Upon issuance the Convertible Bridge Financing Notes had the right of redemption or optional conversion upon a corporate transaction. The Company concluded that the following features required bifurcation and separate accounting as an embedded feature: The rights of the noteholders to convert at a discount in the event of a Qualified or Non-Qualified Financing and the rights of the New Lender in the event of a corporate transaction. The Company recognized a $3,340,651 Embedded Derivative liability and associated debt discount for the same amount in the Company’s Consolidated Balance Sheet upon issuance. The debt discount is then amortized over the term of the Notes using the effective interest rate method.

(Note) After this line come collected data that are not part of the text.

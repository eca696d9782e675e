// file: src/utils/mod.rs
// description: utility functions module exports
// reference: internal module structure

pub mod logging;
// file: src/main.rs
// description: commandline application entry point with command handling
// reference: application bootstrap and orchestration

use anyhow::{Context, Result};
use clap::{ArgAction, Parser, Subcommand};
use ofac_addresses::release::{self, BumpType, ReleasePipeline, Version};
use ofac_addresses::utils::logging::{format_error, format_info, format_success, init_logger};
use ofac_addresses::{Config, SdnFetcher, snapshot};
use std::path::PathBuf;
use tracing::info;

#[derive(Parser)]
#[command(name = "ofac_addresses")]
#[command(author = "cipher")]
#[command(version)]
#[command(about = "OFAC SDN sanctioned Bitcoin address extraction", long_about = None)]
struct Cli {
    #[arg(short, long, value_name = "FILE")]
    config: Option<PathBuf>,

    #[arg(long, default_value_t = true, action = ArgAction::Set)]
    color: bool,

    #[arg(short, long, action = ArgAction::SetTrue)]
    verbose: bool,

    #[command(subcommand)]
    command: Commands,
}

#[derive(Subcommand)]
enum Commands {
    /// Fetch the live SDN export and print the extracted addresses
    Fetch {
        #[arg(long)]
        json: bool,
    },

    /// Print the bundled snapshot addresses
    Snapshot {
        #[arg(long)]
        json: bool,

        #[arg(long)]
        count: bool,
    },

    /// Bump the version and publish a new snapshot release
    Release {
        #[arg(long, value_enum, default_value = "patch", env = release::BUMP_ENV)]
        bump: BumpType,

        #[arg(long, value_name = "VERSION", env = release::VERSION_ENV)]
        set_version: Option<String>,

        #[arg(long, default_value = "Cargo.toml")]
        manifest: PathBuf,

        #[arg(long)]
        dry_run: bool,
    },
}

#[tokio::main]
async fn main() {
    let cli = Cli::parse();
    init_logger(cli.color, cli.verbose);

    if let Err(err) = run(cli).await {
        eprintln!("{}", format_error(&format!("{err:#}")));
        std::process::exit(1);
    }
}

async fn run(cli: Cli) -> Result<()> {
    let config = Config::load(cli.config.as_deref()).context("failed to load configuration")?;

    match cli.command {
        Commands::Fetch { json } => {
            let fetcher = SdnFetcher::with_url(&config.source.url);
            let addresses = fetcher
                .fetch_bitcoin_addresses()
                .await
                .context("failed to fetch SDN export")?;
            print_addresses(&addresses, json)?;
            eprintln!(
                "{}",
                format_success(&format!("{} addresses extracted", addresses.len()))
            );
        }

        Commands::Snapshot { json, count } => {
            let addresses = snapshot::bitcoin_addresses();
            if count {
                println!("{}", addresses.len());
            } else {
                print_addresses(addresses, json)?;
                eprintln!(
                    "{}",
                    format_info(&format!("snapshot holds {} addresses", addresses.len()))
                );
            }
        }

        Commands::Release { bump, set_version, manifest, dry_run } => {
            let explicit = set_version
                .as_deref()
                .map(str::parse::<Version>)
                .transpose()?;
            let version = release::resolve_version(
                explicit,
                &config.release.registry_url,
                env!("CARGO_PKG_NAME"),
                bump,
            )
            .await
            .context("failed to resolve release version")?;

            let address_count = snapshot::address_count();
            info!("publishing v{} with {} addresses", version, address_count);

            let pipeline = ReleasePipeline::new(&config.release.remote, dry_run);
            pipeline
                .run_all(&manifest, version, address_count)
                .context("release pipeline failed")?;
            eprintln!("{}", format_success(&format!("released {}", version.tag_name())));
        }
    }

    Ok(())
}

fn print_addresses(addresses: &[String], json: bool) -> Result<()> {
    if json {
        println!("{}", serde_json::to_string_pretty(addresses)?);
    } else {
        for address in addresses {
            println!("{address}");
        }
    }
    Ok(())
}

Final funds raised amounted to $8,528,512 as of December 31, 2017. The Company incurred $206,159 in debt issuance costs presented as a direct deduction from the carrying amount of the Convertible Bridge Financing Notes in the 2017 Consolidated Balance Sheet.
Convertible Notes - On March 13, 2015, the Company issued convertible subordinated promissory notes with a face value of $2,400,000 (“Convertible Notes”) in conjunction with the acquisition of Payment Revolution, LLC.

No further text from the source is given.